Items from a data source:
------------------------------------------------------------------------
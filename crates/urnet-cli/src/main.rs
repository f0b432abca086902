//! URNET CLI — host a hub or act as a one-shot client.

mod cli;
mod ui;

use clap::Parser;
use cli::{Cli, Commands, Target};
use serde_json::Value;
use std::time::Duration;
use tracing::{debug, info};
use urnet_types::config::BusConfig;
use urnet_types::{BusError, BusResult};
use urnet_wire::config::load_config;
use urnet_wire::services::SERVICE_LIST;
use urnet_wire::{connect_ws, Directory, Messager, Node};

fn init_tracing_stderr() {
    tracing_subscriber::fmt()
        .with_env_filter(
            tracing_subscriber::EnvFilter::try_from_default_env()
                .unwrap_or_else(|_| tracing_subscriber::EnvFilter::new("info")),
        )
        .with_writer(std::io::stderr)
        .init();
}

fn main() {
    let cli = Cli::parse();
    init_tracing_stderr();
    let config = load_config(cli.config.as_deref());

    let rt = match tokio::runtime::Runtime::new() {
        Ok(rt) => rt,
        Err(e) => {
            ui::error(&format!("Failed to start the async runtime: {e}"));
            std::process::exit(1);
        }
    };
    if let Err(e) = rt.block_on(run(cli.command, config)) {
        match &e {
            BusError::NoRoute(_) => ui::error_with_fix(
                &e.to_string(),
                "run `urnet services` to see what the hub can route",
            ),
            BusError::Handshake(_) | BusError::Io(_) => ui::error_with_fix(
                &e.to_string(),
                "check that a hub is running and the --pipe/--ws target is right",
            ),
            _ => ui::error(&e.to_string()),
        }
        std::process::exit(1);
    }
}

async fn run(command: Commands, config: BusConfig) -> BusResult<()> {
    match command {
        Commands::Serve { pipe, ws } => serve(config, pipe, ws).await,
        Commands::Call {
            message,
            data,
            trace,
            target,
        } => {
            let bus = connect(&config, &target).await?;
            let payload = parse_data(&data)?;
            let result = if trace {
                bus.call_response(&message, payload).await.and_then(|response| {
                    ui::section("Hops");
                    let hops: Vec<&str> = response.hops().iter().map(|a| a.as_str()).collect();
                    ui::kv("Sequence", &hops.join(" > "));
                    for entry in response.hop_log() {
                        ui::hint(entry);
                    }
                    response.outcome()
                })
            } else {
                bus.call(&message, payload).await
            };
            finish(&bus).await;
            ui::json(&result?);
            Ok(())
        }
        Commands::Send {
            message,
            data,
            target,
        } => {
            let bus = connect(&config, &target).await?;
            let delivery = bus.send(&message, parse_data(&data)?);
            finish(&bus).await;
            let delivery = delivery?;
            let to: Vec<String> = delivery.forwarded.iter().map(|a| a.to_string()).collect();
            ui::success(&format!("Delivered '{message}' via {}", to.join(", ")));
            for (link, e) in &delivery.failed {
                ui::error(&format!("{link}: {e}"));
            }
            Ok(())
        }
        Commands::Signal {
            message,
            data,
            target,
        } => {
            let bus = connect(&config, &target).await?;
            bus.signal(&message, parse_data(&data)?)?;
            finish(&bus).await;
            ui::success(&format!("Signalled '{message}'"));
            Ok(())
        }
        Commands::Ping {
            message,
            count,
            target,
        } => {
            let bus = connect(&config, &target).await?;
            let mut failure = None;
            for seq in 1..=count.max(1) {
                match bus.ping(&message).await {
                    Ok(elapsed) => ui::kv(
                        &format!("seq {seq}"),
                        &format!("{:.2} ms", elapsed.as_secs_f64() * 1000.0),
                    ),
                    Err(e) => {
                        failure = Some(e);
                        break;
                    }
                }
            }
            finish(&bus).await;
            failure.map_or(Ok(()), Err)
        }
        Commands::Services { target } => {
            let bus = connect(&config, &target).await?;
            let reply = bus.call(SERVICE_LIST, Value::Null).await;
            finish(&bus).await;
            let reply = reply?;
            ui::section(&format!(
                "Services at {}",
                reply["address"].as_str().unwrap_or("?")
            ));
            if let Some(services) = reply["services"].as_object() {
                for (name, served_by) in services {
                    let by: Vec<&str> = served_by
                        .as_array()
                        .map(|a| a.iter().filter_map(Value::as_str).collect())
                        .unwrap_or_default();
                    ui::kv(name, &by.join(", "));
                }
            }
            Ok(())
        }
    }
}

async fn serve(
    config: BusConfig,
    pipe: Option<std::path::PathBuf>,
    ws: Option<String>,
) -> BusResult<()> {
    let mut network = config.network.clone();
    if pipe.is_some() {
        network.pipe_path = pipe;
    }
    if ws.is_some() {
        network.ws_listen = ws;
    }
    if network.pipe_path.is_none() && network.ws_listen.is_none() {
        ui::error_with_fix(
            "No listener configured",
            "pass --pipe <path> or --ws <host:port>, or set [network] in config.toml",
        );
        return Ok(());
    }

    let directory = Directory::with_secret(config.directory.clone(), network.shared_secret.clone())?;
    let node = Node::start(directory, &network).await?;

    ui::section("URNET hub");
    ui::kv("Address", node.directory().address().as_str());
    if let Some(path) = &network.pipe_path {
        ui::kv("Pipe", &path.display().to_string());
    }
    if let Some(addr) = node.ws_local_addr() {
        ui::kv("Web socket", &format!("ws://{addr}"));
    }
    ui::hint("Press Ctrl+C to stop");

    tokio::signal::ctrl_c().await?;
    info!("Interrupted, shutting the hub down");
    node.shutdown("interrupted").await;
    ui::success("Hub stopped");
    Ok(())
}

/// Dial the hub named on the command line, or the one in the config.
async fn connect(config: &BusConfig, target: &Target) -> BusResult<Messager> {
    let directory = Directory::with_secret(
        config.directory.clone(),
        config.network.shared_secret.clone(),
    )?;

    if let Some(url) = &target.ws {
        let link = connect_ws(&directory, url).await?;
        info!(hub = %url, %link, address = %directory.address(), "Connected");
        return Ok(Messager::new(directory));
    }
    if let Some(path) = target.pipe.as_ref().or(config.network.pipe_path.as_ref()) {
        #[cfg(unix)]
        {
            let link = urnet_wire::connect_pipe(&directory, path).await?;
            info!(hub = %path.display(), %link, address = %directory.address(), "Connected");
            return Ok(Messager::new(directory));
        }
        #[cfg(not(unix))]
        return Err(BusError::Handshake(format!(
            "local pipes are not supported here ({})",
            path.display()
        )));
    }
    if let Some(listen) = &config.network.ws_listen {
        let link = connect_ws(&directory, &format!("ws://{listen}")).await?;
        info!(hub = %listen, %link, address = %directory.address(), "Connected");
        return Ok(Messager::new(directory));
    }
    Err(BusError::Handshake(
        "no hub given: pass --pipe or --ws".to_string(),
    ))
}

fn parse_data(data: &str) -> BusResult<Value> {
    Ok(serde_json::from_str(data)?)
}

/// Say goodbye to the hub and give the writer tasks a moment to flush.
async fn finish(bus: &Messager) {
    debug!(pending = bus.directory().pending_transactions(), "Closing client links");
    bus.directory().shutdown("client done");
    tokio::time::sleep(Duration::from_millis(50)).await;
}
------------------------------------------------------------------------
● **Problem to work on**:
Print all of the entries again, exactly as written.

● **Solution**:
filename crates/urnet-cli/src/main.rs
repository f0b432abca086902
//! URNET CLI — host a hub or act as a one-shot client.

mod cli;
mod ui;

use clap::Parser;
use cli::{Cli, Commands, Target};
use serde_json::Value;
use std::time::Duration;
use tracing::{debug, info};
use urnet_types::config::BusConfig;
use urnet_types::{BusError, BusResult};
use urnet_wire::config::load_config;
use urnet_wire::services::SERVICE_LIST;
use urnet_wire::{connect_ws, Directory, Messager, Node};

fn init_tracing_stderr() {
    tracing_subscriber::fmt()
        .with_env_filter(
            tracing_subscriber::EnvFilter::try_from_default_env()
                .unwrap_or_else(|_| tracing_subscriber::EnvFilter::new("info")),
        )
        .with_writer(std::io::stderr)
        .init();
}

fn main() {
    let cli = Cli::parse();
    init_tracing_stderr();
    let config = load_config(cli.config.as_deref());

    let rt = match tokio::runtime::Runtime::new() {
        Ok(rt) => rt,
        Err(e) => {
            ui::error(&format!("Failed to start the async runtime: {e}"));
            std::process::exit(1);
        }
    };
    if let Err(e) = rt.block_on(run(cli.command, config)) {
        match &e {
            BusError::NoRoute(_) => ui::error_with_fix(
                &e.to_string(),
                "run `urnet services` to see what the hub can route",
            ),
            BusError::Handshake(_) | BusError::Io(_) => ui::error_with_fix(
                &e.to_string(),
                "check that a hub is running and the --pipe/--ws target is right",
            ),
            _ => ui::error(&e.to_string()),
        }
        std::process::exit(1);
    }
}

async fn run(command: Commands, config: BusConfig) -> BusResult<()> {
    match command {
        Commands::Serve { pipe, ws } => serve(config, pipe, ws).await,
        Commands::Call {
            message,
            data,
            trace,
            target,
        } => {
            let bus = connect(&config, &target).await?;
            let payload = parse_data(&data)?;
            let result = if trace {
                bus.call_response(&message, payload).await.and_then(|response| {
                    ui::section("Hops");
                    let hops: Vec<&str> = response.hops().iter().map(|a| a.as_str()).collect();
                    ui::kv("Sequence", &hops.join(" > "));
                    for entry in response.hop_log() {
                        ui::hint(entry);
                    }
                    response.outcome()
                })
            } else {
                bus.call(&message, payload).await
            };
            finish(&bus).await;
            ui::json(&result?);
            Ok(())
        }
        Commands::Send {
            message,
            data,
            target,
        } => {
            let bus = connect(&config, &target).await?;
            let delivery = bus.send(&message, parse_data(&data)?);
            finish(&bus).await;
            let delivery = delivery?;
            let to: Vec<String> = delivery.forwarded.iter().map(|a| a.to_string()).collect();
            ui::success(&format!("Delivered '{message}' via {}", to.join(", ")));
            for (link, e) in &delivery.failed {
                ui::error(&format!("{link}: {e}"));
            }
            Ok(())
        }
        Commands::Signal {
            message,
            data,
            target,
        } => {
            let bus = connect(&config, &target).await?;
            bus.signal(&message, parse_data(&data)?)?;
            finish(&bus).await;
            ui::success(&format!("Signalled '{message}'"));
            Ok(())
        }
        Commands::Ping {
            message,
            count,
            target,
        } => {
            let bus = connect(&config, &target).await?;
            let mut failure = None;
            for seq in 1..=count.max(1) {
                match bus.ping(&message).await {
                    Ok(elapsed) => ui::kv(
                        &format!("seq {seq}"),
                        &format!("{:.2} ms", elapsed.as_secs_f64() * 1000.0),
                    ),
                    Err(e) => {
                        failure = Some(e);
                        break;
                    }
                }
            }
            finish(&bus).await;
            failure.map_or(Ok(()), Err)
        }
        Commands::Services { target } => {
            let bus = connect(&config, &target).await?;
            let reply = bus.call(SERVICE_LIST, Value::Null).await;
            finish(&bus).await;
            let reply = reply?;
            ui::section(&format!(
                "Services at {}",
                reply["address"].as_str().unwrap_or("?")
            ));
            if let Some(services) = reply["services"].as_object() {
                for (name, served_by) in services {
                    let by: Vec<&str> = served_by
                        .as_array()
                        .map(|a| a.iter().filter_map(Value::as_str).collect())
                        .unwrap_or_default();
                    ui::kv(name, &by.join(", "));
                }
            }
            Ok(())
        }
    }
}

async fn serve(
    config: BusConfig,
    pipe: Option<std::path::PathBuf>,
    ws: Option<String>,
) -> BusResult<()> {
    let mut network = config.network.clone();
    if pipe.is_some() {
        network.pipe_path = pipe;
    }
    if ws.is_some() {
        network.ws_listen = ws;
    }
    if network.pipe_path.is_none() && network.ws_listen.is_none() {
        ui::error_with_fix(
            "No listener configured",
            "pass --pipe <path> or --ws <host:port>, or set [network] in config.toml",
        );
        return Ok(());
    }

    let directory = Directory::with_secret(config.directory.clone(), network.shared_secret.clone())?;
    let node = Node::start(directory, &network).await?;

    ui::section("URNET hub");
    ui::kv("Address", node.directory().address().as_str());
    if let Some(path) = &network.pipe_path {
        ui::kv("Pipe", &path.display().to_string());
    }
    if let Some(addr) = node.ws_local_addr() {
        ui::kv("Web socket", &format!("ws://{addr}"));
    }
    ui::hint("Press Ctrl+C to stop");

    tokio::signal::ctrl_c().await?;
    info!("Interrupted, shutting the hub down");
    node.shutdown("interrupted").await;
    ui::success("Hub stopped");
    Ok(())
}

/// Dial the hub named on the command line, or the one in the config.
async fn connect(config: &BusConfig, target: &Target) -> BusResult<Messager> {
    let directory = Directory::with_secret(
        config.directory.clone(),
        config.network.shared_secret.clone(),
    )?;

    if let Some(url) = &target.ws {
        let link = connect_ws(&directory, url).await?;
        info!(hub = %url, %link, address = %directory.address(), "Connected");
        return Ok(Messager::new(directory));
    }
    if let Some(path) = target.pipe.as_ref().or(config.network.pipe_path.as_ref()) {
        #[cfg(unix)]
        {
            let link = urnet_wire::connect_pipe(&directory, path).await?;
            info!(hub = %path.display(), %link, address = %directory.address(), "Connected");
            return Ok(Messager::new(directory));
        }
        #[cfg(not(unix))]
        return Err(BusError::Handshake(format!(
            "local pipes are not supported here ({})",
            path.display()
        )));
    }
    if let Some(listen) = &config.network.ws_listen {
        let link = connect_ws(&directory, &format!("ws://{listen}")).await?;
        info!(hub = %listen, %link, address = %directory.address(), "Connected");
        return Ok(Messager::new(directory));
    }
    Err(BusError::Handshake(
        "no hub given: pass --pipe or --ws".to_string(),
    ))
}

fn parse_data(data: &str) -> BusResult<Value> {
    Ok(serde_json::from_str(data)?)
}

/// Say goodbye to the hub and give the writer tasks a moment to flush.
async fn finish(bus: &Messager) {
    debug!(pending = bus.directory().pending_transactions(), "Closing client links");
    bus.directory().shutdown("client done");
    tokio::time::sleep(Duration::from_millis(50)).await;
}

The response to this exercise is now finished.